I get to work from Singapore for 2 weeks and couldn't be happier back here! I got to catch up with my best friends. It feels like I never left. I'm living with my SO's family, and my SO's mom is spoiling me with food :)






 


family update
I also met with some members of my family.

It started with me visiting my grandma. I felt bad that my grandpa passed away while I was too busy studying for university to visit him. I know I don't have many chances to see my grandma, with me being abroad. Anyway, they invited me for dinner with my grandma + aunt  + uncle who I barely interact with. And it was a nice dinner!

 
dinner

 
My grandma has this photo of 6 year old me?!! 
WHY AM I ONLY A FINALIST _|_.

Anyway they kept asking how come my parents don't know I'm back in SG, so I felt bad and emailed my dad to tell him I'm in SG. (Obvs not telling my mom) 

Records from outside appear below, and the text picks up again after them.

use chrono::{DateTime, NaiveDateTime};
use serde::de::{self, Deserializer, Visitor};
use serde::{Deserialize, Serialize, Serializer};
use std::fmt;

/// Absolute wall-clock instant, epoch milliseconds.
#[derive(Debug, Clone, Copy, PartialEq, Eq, PartialOrd, Ord, Hash)]
pub struct Timestamp {
    pub millis: i64,
}

impl Timestamp {
    pub fn from_millis(millis: i64) -> Self {
        Timestamp { millis }
    }

    /// Accepts RFC 3339, or a naive ISO-8601 datetime which is read as UTC.
    pub fn parse(s: &str) -> Option<Self> {
        if let Ok(dt) = DateTime::parse_from_rfc3339(s) {
            return Some(Self::from_millis(dt.timestamp_millis()));
        }
        NaiveDateTime::parse_from_str(s, "%Y-%m-%dT%H:%M:%S%.f")
            .ok()
            .map(|naive| Self::from_millis(naive.and_utc().timestamp_millis()))
    }
}

impl Serialize for Timestamp {
    fn serialize<S: Serializer>(&self, serializer: S) -> Result<S::Ok, S::Error> {
        serializer.serialize_i64(self.millis)
    }
}

impl<'de> Deserialize<'de> for Timestamp {
    fn deserialize<D: Deserializer<'de>>(deserializer: D) -> Result<Self, D::Error> {
        struct TimestampVisitor;

        impl<'de> Visitor<'de> for TimestampVisitor {
            type Value = Timestamp;

            fn expecting(&self, f: &mut fmt::Formatter) -> fmt::Result {
                f.write_str("epoch milliseconds or an ISO-8601 datetime string")
            }

            fn visit_i64<E: de::Error>(self, v: i64) -> Result<Timestamp, E> {
                Ok(Timestamp::from_millis(v))
            }

            fn visit_u64<E: de::Error>(self, v: u64) -> Result<Timestamp, E> {
                i64::try_from(v)
                    .map(Timestamp::from_millis)
                    .map_err(|_| E::custom("timestamp out of range"))
            }

            fn visit_f64<E: de::Error>(self, v: f64) -> Result<Timestamp, E> {
                if v.is_finite() {
                    Ok(Timestamp::from_millis(v.trunc() as i64))
                } else {
                    Err(E::custom("timestamp is not finite"))
                }
            }

            fn visit_str<E: de::Error>(self, v: &str) -> Result<Timestamp, E> {
                Timestamp::parse(v).ok_or_else(|| E::custom(format!("unparseable datetime '{v}'")))
            }
        }

        deserializer.deserialize_any(TimestampVisitor)
    }
}

/// Seconds between `anchor` and `at`, rounded to two decimals.
///
/// INVARIANT: the axis never goes negative. A sample older than the anchor
/// lands on 0.0.
pub fn elapsed_seconds(anchor: Timestamp, at: Timestamp) -> f64 {
    let delta_ms = at.millis.saturating_sub(anchor.millis).max(0);
    // ms / 1000 rounded to 2dp == ms / 10 rounded, then / 100
    (delta_ms as f64 / 10.0).round() / 100.0
}

/// First-sample anchor for the live session. Set at most once between resets.
#[derive(Debug, Clone, Copy, Default, PartialEq, Eq)]
pub struct TimeAnchor {
    origin: Option<Timestamp>,
}

impl TimeAnchor {
    pub fn new() -> Self {
        Self::default()
    }

    pub fn get(&self) -> Option<Timestamp> {
        self.origin
    }

    pub fn is_set(&self) -> bool {
        self.origin.is_some()
    }

    /// Establish the anchor if unset, then place `at` on the elapsed axis.
    pub fn place(&mut self, at: Timestamp) -> f64 {
        let origin = *self.origin.get_or_insert(at);
        elapsed_seconds(origin, at)
    }

    pub fn clear(&mut self) {
        self.origin = None;
    }
}
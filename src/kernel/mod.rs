pub mod event;
pub mod history;
pub mod phase;
pub mod reactor;
pub mod scheduler;
pub mod selection;
pub mod series;
pub mod state;
pub mod summary;
pub mod telemetry;
pub mod time;
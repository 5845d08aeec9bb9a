//! Line commands for the console dashboard.

use thiserror::Error;

use crate::kernel::event::Command;
use crate::kernel::phase::Phase;
use crate::kernel::selection::SelectionError;

pub const HELP: &str = "commands: phase <farm|depot|transport|market> | patch <id> | load | start | stop | reset | overview | reconnect | quit";

#[derive(Debug, Clone, PartialEq)]
pub enum ConsoleInput {
    Command(Command),
    Help,
    Quit,
}

#[derive(Debug, Error, PartialEq)]
pub enum ConsoleError {
    #[error("unknown command '{0}'")]
    UnknownCommand(String),
    #[error("'{0}' needs an argument")]
    MissingArgument(&'static str),
    #[error("patch id '{0}' is not a number")]
    BadPatch(String),
    #[error(transparent)]
    Selection(#[from] SelectionError),
}

/// Parse one console line. Blank lines yield `Ok(None)`.
pub fn parse_line(line: &str) -> Result<Option<ConsoleInput>, ConsoleError> {
    let mut words = line.split_whitespace();
    let Some(verb) = words.next() else {
        return Ok(None);
    };
    let arg = words.next();

    let input = match verb {
        "phase" => {
            let name = arg.ok_or(ConsoleError::MissingArgument("phase"))?;
            // Phase names are exact lowercase keys
            let phase: Phase = name.parse()?;
            ConsoleInput::Command(Command::SetPhase(phase))
        }
        "patch" => {
            let raw = arg.ok_or(ConsoleError::MissingArgument("patch"))?;
            let id = raw.parse::<u32>().map_err(|_| ConsoleError::BadPatch(raw.to_string()))?;
            ConsoleInput::Command(Command::SetPatch(id))
        }
        "load" => ConsoleInput::Command(Command::LoadHistory),
        "start" => ConsoleInput::Command(Command::Start),
        "stop" => ConsoleInput::Command(Command::Stop),
        "reset" => ConsoleInput::Command(Command::Reset),
        "overview" => ConsoleInput::Command(Command::RefreshOverview),
        "reconnect" => ConsoleInput::Command(Command::Reconnect),
        "help" | "?" => ConsoleInput::Help,
        "quit" | "exit" => ConsoleInput::Quit,
        other => return Err(ConsoleError::UnknownCommand(other.to_string())),
    };
    Ok(Some(input))
}
use std::time::Duration;
use tokio::sync::mpsc;
use tokio::task::JoinHandle;
use tokio::time::{interval, MissedTickBehavior};
use tokio_util::sync::CancellationToken;
use tracing::{debug, info};

use super::api::Backend;
use crate::kernel::event::Event;
use crate::kernel::summary::SummaryTicket;

/// Fixed-cadence fetch of the per-patch summary for one phase.
///
/// The first fetch fires immediately. Results, failures included, go back to
/// the reactor tagged with the ticket; the reactor decides what to keep.
pub struct SummaryPoller {
    ticket: SummaryTicket,
    token: CancellationToken,
    handle: Option<JoinHandle<()>>,
}

impl SummaryPoller {
    pub fn spawn<B: Backend>(
        backend: B,
        ticket: SummaryTicket,
        period: Duration,
        tx: mpsc::UnboundedSender<Event>,
    ) -> Self {
        let token = CancellationToken::new();
        let child = token.clone();
        info!(phase = %ticket.phase, generation = ticket.generation, period_ms = period.as_millis() as u64, "summary poller started");

        let handle = tokio::spawn(async move {
            let mut cadence = interval(period);
            cadence.set_missed_tick_behavior(MissedTickBehavior::Skip);

            loop {
                tokio::select! {
                    biased;
                    _ = child.cancelled() => break,
                    _ = cadence.tick() => {}
                }

                let result = tokio::select! {
                    biased;
                    _ = child.cancelled() => break,
                    r = backend.patch_summary(ticket.phase) => r,
                };

                let result = result.map_err(|e| e.to_string());
                if tx.send(Event::SummaryResolved { ticket, result }).is_err() {
                    debug!("summary receiver gone, poller exiting");
                    break;
                }
            }
        });

        Self {
            ticket,
            token,
            handle: Some(handle),
        }
    }

    pub fn ticket(&self) -> SummaryTicket {
        self.ticket
    }

    pub fn is_finished(&self) -> bool {
        self.handle.as_ref().map_or(true, |h| h.is_finished())
    }

    /// Signal the task to stop without waiting for it.
    pub fn cancel(&mut self) {
        self.token.cancel();
    }

    /// Stop and wait until the task has fully exited.
    pub async fn stop(mut self) {
        self.token.cancel();
        if let Some(handle) = self.handle.take() {
            let _ = handle.await;
        }
        info!(phase = %self.ticket.phase, "summary poller stopped");
    }
}

impl Drop for SummaryPoller {
    fn drop(&mut self) {
        self.token.cancel();
        if let Some(handle) = self.handle.take() {
            handle.abort();
        }
    }
}
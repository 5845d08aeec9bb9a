use std::fmt::Write;

use crate::kernel::event::ConnectionStatus;
use crate::kernel::state::DashboardSnapshot;

pub const PLACEHOLDER: &str = "No data yet.";

fn status_label(status: ConnectionStatus) -> String {
    match status {
        ConnectionStatus::Connecting => "connecting".to_string(),
        ConnectionStatus::Connected => "live".to_string(),
        ConnectionStatus::Reconnecting { attempt } => format!("reconnecting (attempt {attempt})"),
        ConnectionStatus::Disconnected => "disconnected".to_string(),
        ConnectionStatus::Failed => "offline".to_string(),
    }
}

/// PURE FUNCTION: one console frame for a snapshot.
pub fn render(snapshot: &DashboardSnapshot) -> String {
    let mut out = String::new();
    let sel = snapshot.selection;
    let _ = writeln!(
        out,
        "== Patch {} | {} | {} ==",
        sel.patch_id,
        sel.phase,
        status_label(snapshot.connection)
    );

    for (metric, series) in &snapshot.series {
        let _ = write!(out, "{:<14}", format!("{} ({})", metric.label(), metric.unit()));
        match series.last() {
            None => {
                let _ = writeln!(out, " {PLACEHOLDER}");
            }
            Some(last) => {
                let _ = writeln!(out, " {:>8.2} @ {:.2}s  [{} pts]", last.value, last.time, series.len());
            }
        }
    }

    let _ = writeln!(out, "-- Average Freshness per Patch (24h), {} --", sel.phase);
    // Rows from a previous phase are not shown under the new one
    if snapshot.summary.is_empty() || snapshot.summary_phase != Some(sel.phase) {
        let _ = writeln!(out, "  {PLACEHOLDER}");
    } else {
        for row in &snapshot.summary {
            let _ = writeln!(out, "  patch {:>3}  {:>6.2}", row.patch_id, row.avg_freshness);
        }
    }

    if !snapshot.overview.is_empty() {
        let _ = writeln!(out, "-- Phase overview --");
        for row in &snapshot.overview {
            let _ = writeln!(
                out,
                "  {:<9} avg {:>6.2}  min {:>6.2}  max {:>6.2}  warn {}",
                row.phase.as_str(),
                row.avg_freshness,
                row.min_freshness,
                row.max_freshness,
                row.warning_patches
            );
        }
    }

    out
}
use std::ops::RangeInclusive;
use tracing::{debug, info, warn};

use super::event::{Command, ConnectionStatus, Event, Reading};
use super::history::{derive_freshness, HistoryOutcome, HistoryTicket};
use super::phase::Phase;
use super::scheduler::{Scheduler, SideEffect, SimAction};
use super::selection::{Selection, SelectionController, SelectionError};
use super::state::{DashboardSnapshot, DashboardState, StateDelta};
use super::summary::{PatchSummaryRow, PhaseOverviewRow, SummaryTicket};
use super::telemetry::event::{StaleKind, TelemetryEvent};
use super::telemetry::recorder::TelemetryRecorder;

#[derive(Debug, Clone)]
pub struct ReactorConfig {
    pub initial: Selection,
    pub patch_range: RangeInclusive<u32>,
    /// Per-series point cap. `None` keeps everything for the session.
    pub retention: Option<usize>,
}

impl Default for ReactorConfig {
    fn default() -> Self {
        Self {
            initial: Selection::default(),
            patch_range: 1..=100,
            retention: None,
        }
    }
}

/// Single owner of dashboard state.
///
/// **KERNEL LAW**: every mutation happens inside one `step` call, one event
/// at a time, in delivery order. The reactor never awaits; anything that
/// needs I/O leaves as a [`SideEffect`] and comes back as an [`Event`].
pub struct Reactor {
    pub state: DashboardState,
    selection: SelectionController,
    pub scheduler: Scheduler,
    pub telemetry: TelemetryRecorder,
    outbox: Vec<SideEffect>,
}

impl Reactor {
    pub fn new(config: ReactorConfig) -> Self {
        Self {
            state: DashboardState::new(config.retention),
            selection: SelectionController::new(config.initial, config.patch_range),
            scheduler: Scheduler::new(),
            telemetry: TelemetryRecorder::new(),
            outbox: Vec::new(),
        }
    }

    /// View mounted: start polling the summary for the initial phase.
    pub fn mount(&mut self) -> Vec<SideEffect> {
        self.restart_poller();
        self.take_effects()
    }

    /// View unmounted: nothing in flight may land afterwards.
    pub fn unmount(&mut self) -> Vec<SideEffect> {
        self.scheduler.drop_pending_history();
        self.scheduler.retire_summary();
        self.outbox.push(SideEffect::CancelHistory);
        self.outbox.push(SideEffect::StopPoller);
        self.take_effects()
    }

    pub fn step(&mut self, event: Event) -> Vec<SideEffect> {
        match event {
            Event::Stream(reading) => {
                self.ingest(&reading);
            }
            Event::Command(cmd) => {
                if let Err(e) = self.apply_command(cmd) {
                    warn!("command rejected: {}", e);
                }
            }
            Event::HistoryResolved { ticket, outcome } => {
                self.resolve_history(ticket, outcome);
            }
            Event::SummaryResolved { ticket, result } => {
                self.resolve_summary(ticket, result);
            }
            Event::OverviewResolved(result) => self.resolve_overview(result),
            Event::Connection(status) => self.connection_changed(status),
        }
        self.take_effects()
    }

    pub fn take_effects(&mut self) -> Vec<SideEffect> {
        std::mem::take(&mut self.outbox)
    }

    /// Read-only view of the filter. Mutation goes through `set_phase`/`set_patch`.
    pub fn selection(&self) -> &SelectionController {
        &self.selection
    }

    pub fn current(&self) -> Selection {
        self.selection.current()
    }

    pub fn snapshot(&self) -> DashboardSnapshot {
        self.state.snapshot(self.selection.current())
    }

    pub fn apply_command(&mut self, cmd: Command) -> Result<(), SelectionError> {
        match cmd {
            Command::SetPhase(phase) => {
                self.set_phase(phase);
            }
            Command::SetPatch(id) => {
                self.set_patch(id)?;
            }
            Command::Reset => self.reset(),
            Command::LoadHistory => {
                self.load();
            }
            Command::Start => {
                let phase = self.selection.current().phase;
                self.outbox.push(SideEffect::Simulation { phase, action: SimAction::Start });
                self.reset();
            }
            Command::Stop => {
                let phase = self.selection.current().phase;
                self.outbox.push(SideEffect::Simulation { phase, action: SimAction::Stop });
            }
            Command::RefreshOverview => self.outbox.push(SideEffect::FetchOverview),
            Command::Reconnect => self.outbox.push(SideEffect::Reconnect),
        }
        Ok(())
    }

    /// Accept the reading if it matches the selection. Returns whether it did.
    pub fn ingest(&mut self, reading: &Reading) -> bool {
        if !self.selection.admits(reading.patch_id, reading.phase) {
            self.telemetry.record(TelemetryEvent::ReadingFiltered);
            return false;
        }
        self.state.reduce(StateDelta::ReadingAccepted(reading.clone()));
        self.telemetry.record(TelemetryEvent::ReadingAccepted);
        true
    }

    /// Clear anchor and series. Selection stays as is.
    pub fn reset(&mut self) {
        self.state.reduce(StateDelta::Reset);
        self.telemetry.record(TelemetryEvent::SelectionReset);
    }

    pub fn set_phase(&mut self, phase: Phase) -> Selection {
        let selection = self.selection.set_phase(phase);
        self.after_selection_change();
        self.restart_poller();
        selection
    }

    /// Like [`Reactor::set_phase`] but from user text. Unknown names are a no-op.
    pub fn set_phase_str(&mut self, phase: &str) -> Result<Selection, SelectionError> {
        let phase: Phase = phase.parse()?;
        Ok(self.set_phase(phase))
    }

    pub fn set_patch(&mut self, patch_id: u32) -> Result<Selection, SelectionError> {
        let selection = self.selection.set_patch(patch_id)?;
        self.after_selection_change();
        Ok(selection)
    }

    fn after_selection_change(&mut self) {
        // CRITICAL: reset inside the same step, before any later reading.
        self.reset();
        if self.scheduler.pending_history().is_some() {
            self.scheduler.drop_pending_history();
            self.outbox.push(SideEffect::CancelHistory);
        }
    }

    fn restart_poller(&mut self) {
        let ticket = self.scheduler.issue_summary(self.selection.current().phase);
        self.outbox.push(SideEffect::RestartPoller(ticket));
    }

    /// Ask for history of the current selection.
    pub fn load(&mut self) -> HistoryTicket {
        let ticket = self
            .scheduler
            .issue_history(self.selection.epoch(), self.selection.current());
        self.outbox.push(SideEffect::FetchHistory(ticket));
        ticket
    }

    /// Apply a history response. Returns false when it was stale or failed.
    pub fn resolve_history(&mut self, ticket: HistoryTicket, outcome: HistoryOutcome) -> bool {
        if !self.scheduler.settle_history(&ticket, self.selection.epoch()) {
            debug!(seq = ticket.seq, epoch = ticket.epoch.0, "discarding stale history response");
            self.telemetry.record(TelemetryEvent::StaleDiscarded { kind: StaleKind::History });
            return false;
        }

        match outcome {
            HistoryOutcome::Rows(rows) => {
                let series = derive_freshness(&rows);
                info!(patch = ticket.selection.patch_id, phase = %ticket.selection.phase, points = series.len(), "history loaded");
                self.telemetry.record(TelemetryEvent::HistoryApplied { points: series.len() });
                self.state.reduce(StateDelta::HistoryReplaced(series));
                true
            }
            HistoryOutcome::Empty => {
                info!(patch = ticket.selection.patch_id, phase = %ticket.selection.phase, "history empty");
                self.telemetry.record(TelemetryEvent::HistoryEmpty);
                self.reset();
                true
            }
            HistoryOutcome::Malformed(reason) => {
                warn!("malformed history response: {}", reason);
                self.telemetry.record(TelemetryEvent::HistoryMalformed);
                self.reset();
                true
            }
            HistoryOutcome::Failed(reason) => {
                warn!("history fetch failed: {}", reason);
                self.telemetry.record(TelemetryEvent::HistoryFailed);
                false
            }
        }
    }

    /// Replace the summary table on success; keep the old one on failure.
    pub fn resolve_summary(&mut self, ticket: SummaryTicket, result: Result<Vec<PatchSummaryRow>, String>) -> bool {
        if !self.scheduler.accepts_summary(&ticket) {
            debug!(phase = %ticket.phase, generation = ticket.generation, "discarding stale summary");
            self.telemetry.record(TelemetryEvent::StaleDiscarded { kind: StaleKind::Summary });
            return false;
        }
        match result {
            Ok(rows) => {
                self.telemetry.record(TelemetryEvent::SummaryApplied { phase: ticket.phase, rows: rows.len() });
                self.state.reduce(StateDelta::SummaryReplaced { phase: ticket.phase, rows });
                true
            }
            Err(reason) => {
                warn!(phase = %ticket.phase, "summary poll failed, keeping previous table: {}", reason);
                self.telemetry.record(TelemetryEvent::SummaryFailed { phase: ticket.phase });
                false
            }
        }
    }

    fn resolve_overview(&mut self, result: Result<Vec<PhaseOverviewRow>, String>) {
        match result {
            Ok(rows) => self.state.reduce(StateDelta::OverviewReplaced(rows)),
            Err(reason) => warn!("overview fetch failed: {}", reason),
        }
    }

    fn connection_changed(&mut self, status: ConnectionStatus) {
        if status == self.state.connection() {
            return;
        }
        // Live series survive disconnects untouched
        self.telemetry.record(TelemetryEvent::Connection(status));
        self.state.reduce(StateDelta::ConnectionChanged(status));
    }
}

So I brought my dad and bro to Google SG for lunch.

My dad has aged considerably. He has hypertension and diabetes, and a chipped tooth. He's not seeking treatment for any of this. He's 67 - so, old and sick - but still has to work to support my mom whose hoarding has gotten worse and is bleeding him out. 

I've always told my dad "Just ditch mom, rent out your two houses and you can retire. Why don't you do it?" but I guess he just can't go against my mom. I asked him to think about the end state, as cruel as that sounds. When he's aged and can't take care of my mom anymore, we (the children) sure as hell ain't gonna take my mom in. She's going to a home. And he knows that.

He says he just wants us to be happy and successful. I told him not to worry about us. We just want him to take care of himself, and think about himself for once.

I used to resent my dad for letting my mom get her way, and not stopping her from abusing us. But he did recognize that living with mom was harming us, and he supported us financially to live elsewhere. While he singlehandedly took on her abuse after we left.

It was him doing his best. 

I thanked him for doing his best for us, and that it was appreciated. He brightened up when he heard those words. 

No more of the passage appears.